エース本田“審判批判”の真意

2015年01月15日 08時10分

【オーストラリア・ブリスベン発】16日のイラク戦を目前に控え、エースの言動が大きな波紋を呼んでいる。サッカー日本代表はアジアカップ1次リーグ初戦(12日)でパレスチナに4―0と快勝したが、試合後にFW本田圭佑(28=ACミラン)が一部メディアに「まるでバスケットボール」などと審判批判を展開していたことが発覚した。今後は大会側からペナルティーを科される可能性も出てきたが、本田の“真意”はいったいどこにあったのか。

 FIFAランク115位と格下のパレスチナを一蹴し、大会連覇に向けて好発進したが、試合後の選手に笑顔はほとんどなし。相手に退場者が出て数的有利になったにもかかわらず、ミスを連発して追加点が取れなかったことで、主将のMF長谷部誠(30=Eフランクフルト)は「僕個人を含め選手は誰一人満足していない」と振り返った。

 そんななか、本田は別の理由でいら立ちを見せていた。試合後の取材エリアで日本メディアに対応した後、一部の外国メディアに対して英語で主審の判定を批判。「文句は言いたくないが」としながらも「大会のレフェリーのレベルに問題がある。まるでバスケットボール。相手の体に触るたびにファウルをとられた。なのに、相手のハンドはとらなかった」と話し、基準が一定でなかった不公平なジャッジに苦言を呈したのだ。

 いくら不可解な判定があったとしても、選手や監督が審判批判をするのはご法度。内容によっては罰金どころか、出場停止や大会追放といったペナルティーを大会側から科される可能性もある。所属協会が独自に制裁に動く場合もあり、今回の本田の発言について日本サッカー協会関係者も「何を言ったか確認できていないが、あまり好ましいことではない」と渋い顔だ。

 とはいえ、本田の言い分もわからなくはない。

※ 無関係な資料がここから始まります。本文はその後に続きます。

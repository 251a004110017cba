//! Shared directory of live connections.
//!
//! The registry maps identity (transient numeric id, later the display
//! name) to the connection's delivery handle. It is the only structure
//! mutated from every session task, so insert, remove, rename, lookup
//! and broadcast iteration all run under one mutex. Holding the lock for
//! the whole broadcast fan-out also serializes concurrent broadcasts, so
//! no reader can observe a half-renamed key.

use std::collections::HashMap;

use tokio::sync::Mutex;

use crate::wire::{self, SharedWriter};

/// Rename failures during authentication.
#[derive(Debug, Clone, Copy, PartialEq, Eq, thiserror::Error)]
pub enum ActivateError {
    /// The requested display name is already live.
    #[error("name already in use")]
    NameTaken,

    /// The transient identity is no longer registered.
    #[error("session no longer registered")]
    SessionGone,
}

struct RegistryEntry {
    authenticated: bool,
    writer: SharedWriter,
}

/// The identity -> connection directory.
pub struct Registry {
    inner: Mutex<HashMap<String, RegistryEntry>>,
}

impl Registry {
    /// Create an empty registry.
    pub fn new() -> Self {
        Self {
            inner: Mutex::new(HashMap::new()),
        }
    }

    /// Register a freshly accepted, unauthenticated connection.
    pub async fn insert(&self, identity: &str, writer: SharedWriter) {
        let mut inner = self.inner.lock().await;
        inner.insert(
            identity.to_string(),
            RegistryEntry {
                authenticated: false,
                writer,
            },
        );
    }

    /// Remove an identity. Returns whether it was present.
    pub async fn remove(&self, identity: &str) -> bool {
        self.inner.lock().await.remove(identity).is_some()
    }

    /// Atomically replace a transient identity with a display name and
    /// mark the session authenticated.
    ///
    /// The availability check and the rename happen in one critical
    /// section: with concurrent attempts on the same name, exactly one
    /// wins and the rest see [`ActivateError::NameTaken`].
    pub async fn activate(&self, old_identity: &str, name: &str) -> Result<(), ActivateError> {
        let mut inner = self.inner.lock().await;
        if inner.contains_key(name) {
            return Err(ActivateError::NameTaken);
        }
        let mut entry = inner.remove(old_identity).ok_or(ActivateError::SessionGone)?;
        entry.authenticated = true;
        inner.insert(name.to_string(), entry);
        Ok(())
    }

    /// Whether an identity is currently connected (any auth state).
    pub async fn is_online(&self, identity: &str) -> bool {
        self.inner.lock().await.contains_key(identity)
    }

    /// Number of live connections, authenticated or not.
    pub async fn len(&self) -> usize {
        self.inner.lock().await.len()
    }

    /// Whether no connections are live.
    pub async fn is_empty(&self) -> bool {
        self.len().await == 0
    }

    /// Deliver an assembled line to every authenticated session.
    ///
    /// The registry lock is held for the whole fan-out. Per-recipient
    /// failures do not abort delivery to the rest; the names that failed
    /// are returned for logging.
    pub async fn deliver_to_authenticated(&self, line: &str) -> Vec<String> {
        let inner = self.inner.lock().await;
        let mut failed = Vec::new();
        for (name, entry) in inner.iter() {
            if !entry.authenticated {
                continue;
            }
            if wire::write_line(&entry.writer, line).await.is_err() {
                failed.push(name.clone());
            }
        }
        failed
    }

    /// Deliver an assembled line to one named session.
    ///
    /// Returns true only if the target is live, authenticated, and the
    /// write succeeded.
    pub async fn deliver_to(&self, name: &str, line: &str) -> bool {
        let inner = self.inner.lock().await;
        match inner.get(name) {
            Some(entry) if entry.authenticated => {
                wire::write_line(&entry.writer, line).await.is_ok()
            }
            _ => false,
        }
    }
}

impl Default for Registry {
    fn default() -> Self {
        Self::new()
    }
}
//! Durable store interface and the in-memory implementation.
//!
//! The server treats the store as an opaque synchronous dependency:
//! account lookup, credential verification, account creation, message
//! insertion and per-recipient history. Persistence is best-effort; a
//! store failure never aborts an in-progress broadcast or whisper, so
//! implementations log failures instead of surfacing them.

use std::collections::HashMap;
use std::sync::{Arc, Mutex};

use async_trait::async_trait;
use chrono::{Local, NaiveDateTime};
use sha2::{Digest, Sha256};

use parley_core::message::{ChatMessage, BROADCAST_TARGET};

/// A message row as recorded by the store.
#[derive(Debug, Clone)]
pub struct StoredMessage {
    /// Originator display name (or system persona).
    pub sender: String,
    /// Message text as routed.
    pub content: String,
    /// Recipient display name, or the broadcast sentinel.
    pub target: String,
    /// Server-side timestamp at routing time.
    pub time: NaiveDateTime,
}

/// The store operations the chat core depends on.
#[async_trait]
pub trait ChatStore: Send + Sync {
    /// Whether an account with this name exists.
    async fn find_account(&self, name: &str) -> bool;

    /// Whether this name/password pair matches a stored account.
    async fn verify_credentials(&self, name: &str, password: &str) -> bool;

    /// Create an account. Returns false if the name is already taken
    /// or the store rejected the insert.
    async fn create_account(&self, name: &str, password: &str) -> bool;

    /// Record a routed message.
    async fn insert_message(&self, message: &ChatMessage);

    /// Today's messages addressed to this name or broadcast to everyone,
    /// in time order.
    async fn history_for_recipient(&self, name: &str) -> Vec<StoredMessage>;
}

/// In-memory store: accounts plus an append-only message log.
///
/// Passwords are kept as SHA-256 digests; plaintext never rests here.
#[derive(Clone)]
pub struct MemoryStore {
    inner: Arc<Mutex<MemoryStoreInner>>,
}

struct MemoryStoreInner {
    /// name -> hex SHA-256 password digest
    accounts: HashMap<String, String>,
    messages: Vec<StoredMessage>,
}

impl MemoryStore {
    /// Create an empty store.
    pub fn new() -> Self {
        Self {
            inner: Arc::new(Mutex::new(MemoryStoreInner {
                accounts: HashMap::new(),
                messages: Vec::new(),
            })),
        }
    }

    /// Number of recorded messages. Useful in tests.
    pub fn message_count(&self) -> usize {
        self.inner.lock().expect("MemoryStore mutex poisoned").messages.len()
    }

    fn digest(password: &str) -> String {
        let mut hasher = Sha256::new();
        hasher.update(password.as_bytes());
        hex::encode(hasher.finalize())
    }
}

impl Default for MemoryStore {
    fn default() -> Self {
        Self::new()
    }
}

#[async_trait]
impl ChatStore for MemoryStore {
    async fn find_account(&self, name: &str) -> bool {
        self.inner
            .lock()
            .expect("MemoryStore mutex poisoned")
            .accounts
            .contains_key(name)
    }

    async fn verify_credentials(&self, name: &str, password: &str) -> bool {
        self.inner
            .lock()
            .expect("MemoryStore mutex poisoned")
            .accounts
            .get(name)
            .is_some_and(|stored| *stored == Self::digest(password))
    }

    async fn create_account(&self, name: &str, password: &str) -> bool {
        let mut inner = self.inner.lock().expect("MemoryStore mutex poisoned");
        if inner.accounts.contains_key(name) {
            return false;
        }
        inner.accounts.insert(name.to_string(), Self::digest(password));
        true
    }

    async fn insert_message(&self, message: &ChatMessage) {
        let mut inner = self.inner.lock().expect("MemoryStore mutex poisoned");
        inner.messages.push(StoredMessage {
            sender: message.originator.clone(),
            content: message.content.clone(),
            target: message.target.clone(),
            time: message.time,
        });
    }

    async fn history_for_recipient(&self, name: &str) -> Vec<StoredMessage> {
        let today = Local::now().date_naive();
        let inner = self.inner.lock().expect("MemoryStore mutex poisoned");
        let mut rows: Vec<StoredMessage> = inner
            .messages
            .iter()
            .filter(|m| m.time.date() == today && (m.target == name || m.target == BROADCAST_TARGET))
            .cloned()
            .collect();
        rows.sort_by_key(|m| m.time);
        rows
    }
}

#[cfg(test)]
mod tests {
    use super::*;

    #[tokio::test]
    async fn test_account_lifecycle() {
        let store = MemoryStore::new();
        assert!(!store.find_account("alice").await);
        assert!(store.create_account("alice", "pass1").await);
        assert!(store.find_account("alice").await);

        // Duplicate creation is rejected.
        assert!(!store.create_account("alice", "other2").await);

        assert!(store.verify_credentials("alice", "pass1").await);
        assert!(!store.verify_credentials("alice", "wrong1").await);
        assert!(!store.verify_credentials("bob", "pass1").await);
    }

    #[tokio::test]
    async fn test_history_filters_by_recipient() {
        let store = MemoryStore::new();
        store
            .insert_message(&ChatMessage::broadcast("hello all", "alice"))
            .await;
        store
            .insert_message(&ChatMessage::to("psst", "alice", "bob"))
            .await;
        store
            .insert_message(&ChatMessage::to("secret", "alice", "carol"))
            .await;

        let history = store.history_for_recipient("bob").await;
        assert_eq!(history.len(), 2);
        assert_eq!(history[0].content, "hello all");
        assert_eq!(history[1].content, "psst");
        assert_eq!(history[1].target, "bob");
    }
}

パレスチナ戦の後半には、途中出場のFW武藤嘉紀(22=FC東京)が相手から足裏でタックルを受けて悶絶。一発退場でもおかしくないプレーだったが、警告どまりだった。レベルの差が大きいため、日本にとっては通常のチャージですらファウル扱い。前回カタール大会の1次リーグ第2戦シリア戦でもGK川島永嗣(31=スタンダール)が不可解なレッドカードを受けて退場している。日本に対する“逆風”は変わっていないだけに、選手のストレスも増すばかりだからだ。

 この件については長谷部も「昨日の試合は(主審が)笛を吹く回数が多かったと思う。もう少し試合を流すというか、プレー時間を長くするということは、アジアのレベルを上げるという意味で大事なこと」と本田の意見に同調。チームスタッフも「圭佑は前回大会のMVP。その選手が、負けた言い訳のように話したのでなく、本当にアジアのサッカーを良くしようという意味で言っているのだから。これでペナルティーとか受けるようなら、それこそレベルが低い」とエースの発言を擁護した。

 審判問題はアジアサッカーの“アキレス腱”といってもいい。そこにメスを入れることは容易ではないが、本田の発言の影響力の大きさはアジアレベルを超えている。今回の一件が何かを変えるきっかけになるのか注目だ。